* _PROMPT_: Note every line in the entries that contains the string "collect", and copy it.

[[ THE DATA, beginning ]]

//! Dashboard configuration
//!
//! Built-in defaults target Sepolia (settlement chain) and Base Sepolia
//! (rollup). Every value can be overridden from the environment, with a
//! `.env` file loaded first when present.
//!
//! # Environment Variable Schema
//!
//! ```text
//! L1_NAME=Sepolia                  # optional
//! L1_CHAIN_ID=11155111             # optional
//! L1_RPC_URLS=https://a,https://b  # comma-separated, tried in order
//! L1_EXPLORER_URL=https://sepolia.etherscan.io
//! L2_NAME / L2_CHAIN_ID / L2_RPC_URLS / L2_EXPLORER_URL
//! METRICS_HUB_ADDRESS=0x...
//! KMS_ADDRESS=0x...
//! L1_STANDARD_BRIDGE=0x...  L2_STANDARD_BRIDGE=0x...
//! OPTIMISM_PORTAL=0x...     L2_OUTPUT_ORACLE=0x...
//! RELAYER_URL=https://...   GATEWAY_URL=https://...
//! RPC_TIMEOUT_MS=3500       CHALLENGE_PERIOD_SECS=604800
//! ```

use alloy::primitives::{address, Address, U256};
use eyre::{eyre, Result, WrapErr};
use std::env;
use std::fmt;
use std::path::Path;
use std::str::FromStr;
use std::time::Duration;

use crate::rpc::{LogScanConfig, RetryConfig};
use crate::types::{Direction, DirectionalPair};

// ============================================================================
// URL Validation
// ============================================================================

/// Parse a comma-separated RPC URL string into individual trimmed URLs.
pub fn parse_rpc_urls(raw: &str) -> Vec<String> {
    raw.split(',')
        .map(|s| s.trim().to_string())
        .filter(|s| !s.is_empty())
        .collect()
}

/// Validates that a URL uses http/https and has a host component.
pub fn validate_rpc_url(url_str: &str, name: &str) -> Result<()> {
    let parsed =
        url::Url::parse(url_str).map_err(|e| eyre!("{} must be a valid URL: {}", name, e))?;

    let scheme = parsed.scheme();
    if scheme != "http" && scheme != "https" {
        return Err(eyre!(
            "{} must use http:// or https:// scheme, got {}",
            name,
            scheme
        ));
    }

    if parsed.host_str().is_none() {
        return Err(eyre!("{} must have a host component", name));
    }

    if scheme == "http" {
        tracing::warn!("{} uses unencrypted http://, use https:// outside local testing", name);
    }

    Ok(())
}

/// `scheme://host` of a URL; hosted RPC keys usually live in the path
fn url_origin(url_str: &str) -> String {
    match url::Url::parse(url_str) {
        Ok(u) => format!("{}://{}", u.scheme(), u.host_str().unwrap_or("?")),
        Err(_) => "<invalid>".to_string(),
    }
}

// ============================================================================
// Chain Configuration
// ============================================================================

/// One chain the dashboard talks to
#[derive(Clone)]
pub struct ChainConfig {
    /// Human-readable name (e.g., "Sepolia")
    pub name: String,
    /// Native EVM chain ID
    pub chain_id: u64,
    /// Ordered endpoint list; no priority beyond order
    pub rpc_urls: Vec<String>,
    pub explorer_url: String,
    pub currency_symbol: String,
}

impl ChainConfig {
    /// `0x`-prefixed hex chain id as wallets expect it
    pub fn chain_id_hex(&self) -> String {
        format!("0x{:x}", self.chain_id)
    }

    pub fn tx_url(&self, tx_hash: &str) -> String {
        format!("{}/tx/{}", self.explorer_url.trim_end_matches('/'), tx_hash)
    }
}

/// Custom Debug that prints only endpoint origins (API keys live in paths).
impl fmt::Debug for ChainConfig {
    fn fmt(&self, f: &mut fmt::Formatter<'_>) -> fmt::Result {
        let origins: Vec<String> = self.rpc_urls.iter().map(|u| url_origin(u)).collect();
        f.debug_struct("ChainConfig")
            .field("name", &self.name)
            .field("chain_id", &self.chain_id)
            .field("rpc_urls", &origins)
            .field("explorer_url", &self.explorer_url)
            .field("currency_symbol", &self.currency_symbol)
            .finish()
    }
}

/// Deployed contract addresses
#[derive(Debug, Clone, PartialEq, Eq)]
pub struct ContractAddresses {
    /// Confidential metrics hub (settlement chain)
    pub metrics_hub: Address,
    /// Confidential-compute KMS verifier (settlement chain)
    pub kms: Address,
    pub l1_standard_bridge: Address,
    pub optimism_portal: Address,
    pub l2_output_oracle: Address,
    /// OP-stack predeploys on the rollup
    pub l2_standard_bridge: Address,
    pub l2_to_l1_message_passer: Address,
    /// Legacy ETH token address accepted by `withdrawTo`
    pub l2_eth_token: Address,
}

/// Gas limits for the state-changing calls the dashboard sends
#[derive(Debug, Clone, Copy, PartialEq, Eq)]
pub struct GasLimits {
    pub record: u64,
    pub regrant_latest: u64,
    pub grant_range: u64,
    pub publish: u64,
    pub withdraw: u64,
    /// Minimum gas forwarded to the message on the destination chain
    pub bridge_min_gas: u32,
}

impl Default for GasLimits {
    fn default() -> Self {
        Self {
            record: 1_200_000,
            regrant_latest: 500_000,
            grant_range: 800_000,
            publish: 800_000,
            withdraw: 900_000,
            bridge_min_gas: 200_000,
        }
    }
}

// ============================================================================
// Main Configuration
// ============================================================================

#[derive(Debug, Clone)]
pub struct Config {
    /// Settlement chain (deposits originate here, withdrawals finalize here)
    pub l1: ChainConfig,
    /// Rollup chain
    pub l2: ChainConfig,
    pub contracts: ContractAddresses,
    pub relayer_url: String,
    pub gateway_url: String,

    /// Per-call JSON-RPC timeout
    pub rpc_timeout: Duration,
    pub retry: RetryConfig,
    /// Portal event scans
    pub portal_scan: LogScanConfig,
    /// Hub `Recorded` event scans
    pub history_scan: LogScanConfig,

    /// Blocks scanned back for `Recorded` provenance
    pub recorded_lookback: u64,
    /// Blocks scanned back for pending withdrawals
    pub origin_lookback: u64,
    pub max_recent_withdrawals: usize,
    /// Used when the oracle's finalization period cannot be read
    pub challenge_period: Duration,

    pub session_ttl: Duration,
    pub authorization_validity_days: u64,

    pub page_size: u64,
    pub bulk_chunk: u64,
    pub strict_chunk: u64,
    pub bulk_page_delay: Duration,
    pub analytics_tail: u64,

    pub gas: GasLimits,
    /// Kept aside from the balance when computing the max spendable amount
    pub gas_buffer_wei: U256,
    pub finalize_pause: Duration,
    pub chain_switch_settle: Duration,
    pub receipt_poll_interval: Duration,
    pub receipt_timeout: Duration,
}

fn default_challenge_period() -> Duration {
    Duration::from_secs(604_800)
}

fn default_rpc_timeout() -> Duration {
    Duration::from_millis(3_500)
}

/// 0.002 ETH
fn default_gas_buffer() -> U256 {
    U256::from(2_000_000_000_000_000u64)
}

impl Config {
    /// Sepolia / Base Sepolia deployment
    pub fn sepolia_base() -> Self {
        Self {
            l1: ChainConfig {
                name: "Sepolia".to_string(),
                chain_id: 11_155_111,
                rpc_urls: vec![
                    "https://ethereum-sepolia.publicnode.com".to_string(),
                    "https://rpc.ankr.com/eth_sepolia".to_string(),
                    "https://eth-sepolia.public.blastapi.io".to_string(),
                ],
                explorer_url: "https://sepolia.etherscan.io".to_string(),
                currency_symbol: "ETH".to_string(),
            },
            l2: ChainConfig {
                name: "Base Sepolia".to_string(),
                chain_id: 84_532,
                rpc_urls: vec!["https://sepolia.base.org".to_string()],
                explorer_url: "https://sepolia.basescan.org".to_string(),
                currency_symbol: "ETH".to_string(),
            },
            contracts: ContractAddresses {
                metrics_hub: address!("B6970Bd34dd8Ac7eE684dEFB61399D2B122905eB"),
                kms: address!("1364cBBf2cDF5032C47d8226a6f6FBD2AFCDacAC"),
                l1_standard_bridge: address!("fd0Bf71F60660E2f608ed56e1659C450eB113120"),
                optimism_portal: address!("49f53e41452C74589E85cA1677426Ba426459e85"),
                l2_output_oracle: address!("84457ca9D0163FbC4bbfe4Dfbb20ba46e48DF254"),
                l2_standard_bridge: address!("4200000000000000000000000000000000000010"),
                l2_to_l1_message_passer: address!("4200000000000000000000000000000000000016"),
                l2_eth_token: address!("DeadDeAddeAddEAddeadDEaDDEAdDeaDDeAD0000"),
            },
            relayer_url: "https://relayer.testnet.zama.cloud".to_string(),
            gateway_url: "https://gateway.sepolia.zama.ai/".to_string(),
            rpc_timeout: default_rpc_timeout(),
            retry: RetryConfig::default(),
            portal_scan: LogScanConfig::default(),
            history_scan: LogScanConfig {
                min_step: 1_000,
                ..LogScanConfig::default()
            },
            recorded_lookback: 500_000,
            origin_lookback: 140_000,
            max_recent_withdrawals: 10,
            challenge_period: default_challenge_period(),
            session_ttl: Duration::from_secs(60),
            authorization_validity_days: 7,
            page_size: 10,
            bulk_chunk: 300,
            strict_chunk: 350,
            bulk_page_delay: Duration::from_millis(60),
            analytics_tail: 300,
            gas: GasLimits::default(),
            gas_buffer_wei: default_gas_buffer(),
            finalize_pause: Duration::from_millis(200),
            chain_switch_settle: Duration::from_millis(250),
            receipt_poll_interval: Duration::from_millis(1_500),
            receipt_timeout: Duration::from_secs(300),
        }
    }

    /// Load configuration from environment variables
    /// Loads .env file if present, then reads from environment
    pub fn load() -> Result<Self> {
        Self::load_from_file(".env")
    }

    /// Load from a specific .env file path
    pub fn load_from_file(path: &str) -> Result<Self> {
        if Path::new(path).exists() {
            dotenvy::from_filename(path)
                .wrap_err_with(|| format!("Failed to load .env file from {}", path))?;
        }
        Self::load_from_env()
    }

    /// Apply environment overrides on top of [`Config::sepolia_base`]
    pub fn load_from_env() -> Result<Self> {
        let mut config = Self::sepolia_base();

        apply_chain_env(&mut config.l1, "L1")?;
        apply_chain_env(&mut config.l2, "L2")?;

        let c = &mut config.contracts;
        override_address(&mut c.metrics_hub, "METRICS_HUB_ADDRESS")?;
        override_address(&mut c.kms, "KMS_ADDRESS")?;
        override_address(&mut c.l1_standard_bridge, "L1_STANDARD_BRIDGE")?;
        override_address(&mut c.optimism_portal, "OPTIMISM_PORTAL")?;
        override_address(&mut c.l2_output_oracle, "L2_OUTPUT_ORACLE")?;
        override_address(&mut c.l2_standard_bridge, "L2_STANDARD_BRIDGE")?;
        override_address(&mut c.l2_to_l1_message_passer, "L2_TO_L1_MESSAGE_PASSER")?;

        if let Ok(v) = env::var("RELAYER_URL") {
            config.relayer_url = v;
        }
        if let Ok(v) = env::var("GATEWAY_URL") {
            config.gateway_url = v;
        }

        if let Some(ms) = parse_env::<u64>("RPC_TIMEOUT_MS")? {
            config.rpc_timeout = Duration::from_millis(ms);
        }
        if let Some(n) = parse_env::<u32>("RPC_RETRY_ATTEMPTS")? {
            config.retry.max_attempts = n;
        }
        if let Some(secs) = parse_env::<u64>("CHALLENGE_PERIOD_SECS")? {
            config.challenge_period = Duration::from_secs(secs);
        }
        if let Some(n) = parse_env::<u64>("RECORDED_LOOKBACK_BLOCKS")? {
            config.recorded_lookback = n;
        }
        if let Some(n) = parse_env::<u64>("ORIGIN_LOOKBACK_BLOCKS")? {
            config.origin_lookback = n;
        }
        if let Some(n) = parse_env::<u64>("HISTORY_PAGE_SIZE")? {
            config.page_size = n;
        }

        config.validate()?;
        Ok(config)
    }

    /// Validate the configuration
    pub fn validate(&self) -> Result<()> {
        for chain in [&self.l1, &self.l2] {
            if chain.rpc_urls.is_empty() {
                return Err(eyre!("{} needs at least one RPC URL", chain.name));
            }
            for (i, url) in chain.rpc_urls.iter().enumerate() {
                validate_rpc_url(url, &format!("{} RPC URL #{}", chain.name, i + 1))?;
            }
            if chain.chain_id == 0 || chain.chain_id > u32::MAX as u64 {
                return Err(eyre!(
                    "{} chain id {} must fit a non-zero u32 (hub key)",
                    chain.name,
                    chain.chain_id
                ));
            }
        }

        if self.l1.chain_id == self.l2.chain_id {
            return Err(eyre!(
                "L1 and L2 share chain id {}; directions would collide",
                self.l1.chain_id
            ));
        }

        if self.page_size == 0 || self.bulk_chunk == 0 || self.strict_chunk == 0 {
            return Err(eyre!("page and chunk sizes must be positive"));
        }

        for (name, scan) in [("portal", &self.portal_scan), ("history", &self.history_scan)] {
            if scan.min_step == 0 || scan.min_step > scan.initial_step {
                return Err(eyre!(
                    "{} scan floor {} must be in 1..={}",
                    name,
                    scan.min_step,
                    scan.initial_step
                ));
            }
        }

        if self.retry.max_attempts == 0 {
            return Err(eyre!("retry.max_attempts must be at least 1"));
        }

        Ok(())
    }

    /// Hub key for one direction
    pub fn pair(&self, direction: Direction) -> DirectionalPair {
        let (l1, l2) = (self.l1.chain_id as u32, self.l2.chain_id as u32);
        match direction {
            Direction::Deposit => DirectionalPair::new(l1, l2),
            Direction::Withdraw => DirectionalPair::new(l2, l1),
        }
    }

    /// Chain whose balance funds a transfer in `direction`
    pub fn source_chain(&self, direction: Direction) -> &ChainConfig {
        match direction {
            Direction::Deposit => &self.l1,
            Direction::Withdraw => &self.l2,
        }
    }
}

impl Default for Config {
    fn default() -> Self {
        Self::sepolia_base()
    }
}

fn apply_chain_env(chain: &mut ChainConfig, prefix: &str) -> Result<()> {
    if let Ok(name) = env::var(format!("{prefix}_NAME")) {
        chain.name = name;
    }
    if let Some(id) = parse_env::<u64>(&format!("{prefix}_CHAIN_ID"))? {
        chain.chain_id = id;
    }
    if let Ok(raw) = env::var(format!("{prefix}_RPC_URLS")) {
        let urls = parse_rpc_urls(&raw);
        if urls.is_empty() {
            return Err(eyre!("{prefix}_RPC_URLS cannot be empty"));
        }
        chain.rpc_urls = urls;
    }
    if let Ok(url) = env::var(format!("{prefix}_EXPLORER_URL")) {
        chain.explorer_url = url;
    }
    Ok(())
}

fn override_address(slot: &mut Address, var: &str) -> Result<()> {
    if let Ok(raw) = env::var(var) {
        *slot = Address::from_str(raw.trim())
            .wrap_err_with(|| format!("{} must be a 20-byte hex address", var))?;
    }
    Ok(())
}

fn parse_env<T>(var: &str) -> Result<Option<T>>
where
    T: FromStr,
    T::Err: std::error::Error + Send + Sync + 'static,
{
    match env::var(var) {
        Ok(raw) => raw
            .trim()
            .parse()
            .map(Some)
            .wrap_err_with(|| format!("{} has an invalid value", var)),
        Err(_) => Ok(None),
    }
}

[[ THE DATA, end ]]

* _WRITTEN ANSWER_:
        .collect()
        let origins: Vec<String> = self.rpc_urls.iter().map(|u| url_origin(u)).collect();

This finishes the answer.